The Underworld USA Trilogy is the collective name given to three novels by American crime author James Ellroy: American Tabloid (1995), The Cold Six Thousand (2001), and Blood's a Rover (2009).

The trilogy blends fiction and history to tell a story of political and legal corruption in the United States between 1958 and 1973. American Tabloid covers the years 1958 to 1963, beginning exactly five years before the assassination of John F. Kennedy, with the assassination as the book's dénouement. The Cold Six Thousand begins concurrently with American Tabloid's end. It covers a slightly longer period, culminating in the twin assassinations of Martin Luther King, Jr. and Robert F. Kennedy. Blood's a Rover spans the years 1968 to 1973, encompassing the Vietnam War, the death of J. Edgar Hoover, the Black Power movement, the Mob's attempt to build casinos in the Dominican Republic, and the Nixon administration. Each novel is written from the viewpoint of three separate characters.

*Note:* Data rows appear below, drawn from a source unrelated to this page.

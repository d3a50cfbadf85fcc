//! Lifecycle management for unikernel guests on a hypervisor control plane.
//!
//! A [`GuestConfig`] names an image, an optional data volume and a network
//! in user terms. A [`GuestManager`] resolves those names, defines the
//! matching hypervisor domain and hands back a [`Guest`] whose status only
//! ever reflects what the control plane confirmed.

mod core;
mod lifecycle;

#[cfg(test)]
mod tests;

pub use crate::core::domain::{
    error::{
        ControlPlaneError, CunikError, CunikResult, Operation, ResolveError, ValidationError,
    },
    model::{
        control_plane_config::{ControlPlaneConfig, RateLimitConfig},
        domain_config::DomainConfig,
        domain_description::{DomainDescription, OsDescriptor, VolumeAttachment},
        fleet_record::FleetRecord,
        guest_config::{GuestConfig, REQUIRED_KEYS},
        guest_status::GuestStatus,
    },
    value_object::{HypervisorKind, MemorySize},
};
pub use crate::core::infrastructure::{
    control_plane::ControlPlane,
    fleet_registry::{FleetRegistry, InMemoryFleetRegistry},
    hypervisor::{Connection, DomainHandle, HypervisorClient},
    registry::{DataVolumeRegistry, DirectoryRegistry, ImageRegistry, StaticRegistry},
};
pub use crate::lifecycle::{guest::Guest, virtual_machine::VirtualMachine};

use crate::lifecycle::guest::GuestContext;
use std::future::Future;
use std::pin::Pin;
use std::sync::Arc;
use std::time::Duration;
use tracing::warn;

/// Future returned by the body passed to [`GuestManager::with_guest`].
pub type GuestFuture<'g, T> = Pin<Box<dyn Future<Output = CunikResult<T>> + Send + 'g>>;

/// Creates guests against one set of collaborators.
///
/// # Examples
///
/// ```no_run
/// use cunik::{GuestConfig, GuestManager, CunikResult, HypervisorClient, StaticRegistry};
/// use serde_json::json;
/// use std::sync::Arc;
///
/// async fn run(hypervisor: Arc<dyn HypervisorClient>) -> CunikResult<()> {
///     let manager = GuestManager::builder()
///         .hypervisor(hypervisor)
///         .image_registry(Arc::new(
///             StaticRegistry::new().with_entry("nginx", "/images/nginx.img"),
///         ))
///         .volume_registry(Arc::new(StaticRegistry::new()))
///         .build()?;
///
///     let config = GuestConfig::from_value(json!({
///         "name": "web", "img": "nginx", "cmd": "", "vmm": "kvm", "mem": 262144,
///         "data_volume": "", "data_volume_mount_point": "", "network_config": "default"
///     }))?;
///
///     let mut guest = manager.create_guest(&config).await?;
///     guest.start().await?;
///     guest.stop().await?;
///     guest.destroy().await
/// }
/// ```
pub struct GuestManager {
    context: GuestContext,
}

/// Builder for GuestManager configuration
#[derive(Default)]
pub struct GuestManagerBuilder {
    hypervisor: Option<Arc<dyn HypervisorClient>>,
    images: Option<Arc<dyn ImageRegistry>>,
    volumes: Option<Arc<dyn DataVolumeRegistry>>,
    fleet: Option<Arc<dyn FleetRegistry>>,
    config: ControlPlaneConfig,
}

impl GuestManagerBuilder {
    /// Sets the client used to reach the hypervisor control plane.
    pub fn hypervisor(mut self, client: Arc<dyn HypervisorClient>) -> Self {
        self.hypervisor = Some(client);
        self
    }

    /// Sets the registry that resolves image names to kernel paths.
    pub fn image_registry(mut self, registry: Arc<dyn ImageRegistry>) -> Self {
        self.images = Some(registry);
        self
    }

    /// Sets the registry that resolves data volume names to disk paths.
    pub fn volume_registry(mut self, registry: Arc<dyn DataVolumeRegistry>) -> Self {
        self.volumes = Some(registry);
        self
    }

    /// Sets the fleet registry. Defaults to an [`InMemoryFleetRegistry`].
    pub fn fleet_registry(mut self, registry: Arc<dyn FleetRegistry>) -> Self {
        self.fleet = Some(registry);
        self
    }

    /// Deadline for each control-plane call; `None` waits indefinitely.
    pub fn call_timeout(mut self, timeout: Option<Duration>) -> Self {
        self.config.call_timeout = timeout;
        self
    }

    /// Enables client-side rate limiting of control-plane calls.
    pub fn rate_limit(mut self, requests_per_second: u32, burst_size: u32) -> Self {
        self.config.rate_limit = Some(RateLimitConfig {
            requests_per_second,
            burst_size,
        });
        self
    }

    /// Builds the manager.
    ///
    /// # Errors
    /// `CunikError::Validation` if the hypervisor client or a name registry
    /// is missing, or a rate limit value is zero.
    pub fn build(self) -> CunikResult<GuestManager> {
        let hypervisor = self.hypervisor.ok_or_else(|| required("hypervisor"))?;
        let images = self.images.ok_or_else(|| required("image_registry"))?;
        let volumes = self.volumes.ok_or_else(|| required("volume_registry"))?;
        let fleet = self
            .fleet
            .unwrap_or_else(|| Arc::new(InMemoryFleetRegistry::new()));
        let plane = ControlPlane::new(hypervisor, self.config)?;

        Ok(GuestManager {
            context: GuestContext {
                plane: Arc::new(plane),
                images,
                volumes,
                fleet,
            },
        })
    }
}

fn required(field: &str) -> ValidationError {
    ValidationError::Field {
        field: field.to_string(),
        message: format!("{} is required", field),
    }
}

impl GuestManager {
    /// Creates a new builder for GuestManager configuration
    pub fn builder() -> GuestManagerBuilder {
        GuestManagerBuilder::default()
    }

    /// Resolves `config`, defines its domain and registers a new guest in
    /// status `NotStarted`.
    ///
    /// # Errors
    /// * `CunikError::UnresolvedReference` for an unknown image or volume;
    ///   nothing is defined or registered
    /// * `CunikError::Connection`, `CunikError::Definition` or
    ///   `CunikError::Timeout` from the control plane
    /// * `CunikError::Registry` if the guest cannot be registered; its
    ///   domain is torn down first
    pub async fn create_guest(&self, config: &GuestConfig) -> CunikResult<Guest> {
        Guest::create(config, &self.context).await
    }

    /// Creates a guest, runs `body` with it, then destroys it.
    ///
    /// Teardown runs whether `body` succeeds or fails. When both fail, the
    /// body's error is returned and the teardown error is logged.
    ///
    /// ```no_run
    /// # use cunik::{CunikResult, GuestConfig, GuestManager, GuestStatus};
    /// # async fn run(manager: GuestManager, config: GuestConfig) -> CunikResult<()> {
    /// let status = manager
    ///     .with_guest(&config, |guest| {
    ///         Box::pin(async move {
    ///             guest.start().await?;
    ///             CunikResult::Ok(guest.status())
    ///         })
    ///     })
    ///     .await?;
    /// assert_eq!(status, GuestStatus::Running);
    /// # Ok(())
    /// # }
    /// ```
    pub async fn with_guest<T, F>(&self, config: &GuestConfig, body: F) -> CunikResult<T>
    where
        F: for<'g> FnOnce(&'g mut Guest) -> GuestFuture<'g, T>,
    {
        let mut guest = self.create_guest(config).await?;
        let outcome = body(&mut guest).await;
        let teardown = if guest.has_domain() {
            guest.destroy().await
        } else {
            Ok(())
        };

        match (outcome, teardown) {
            (Ok(value), Ok(())) => Ok(value),
            (Ok(_), Err(e)) => Err(e),
            (Err(e), Ok(())) => Err(e),
            (Err(e), Err(teardown_error)) => {
                warn!(
                    "Teardown of guest '{}' failed after its body failed: {}",
                    guest.name(),
                    teardown_error
                );
                Err(e)
            }
        }
    }

    /// The fleet registry guests report to.
    pub fn fleet(&self) -> &Arc<dyn FleetRegistry> {
        &self.context.fleet
    }

    /// Settings applied to control-plane calls.
    pub fn control_plane_config(&self) -> &ControlPlaneConfig {
        self.context.plane.config()
    }
}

Ellroy has described the central themes of the trilogy:

The essential contention of the Underworld USA trilogy ... is that America was never innocent. Here's the lineage: America was founded on a bedrock of racism, slaughter of the indigenous people, slavery, religious lunacy ... and nations are never innocent. Let alone nations as powerful as our beloved fatherland. What you have in The Cold Six Thousand — which covers the years '63 to '68 — is that last gasp of pre-public-accountability America where the anti-communist mandate justified virtually any action. And it wasn't Kennedy's death that engendered mass skepticism. It was the protracted horror of the Vietnamese war.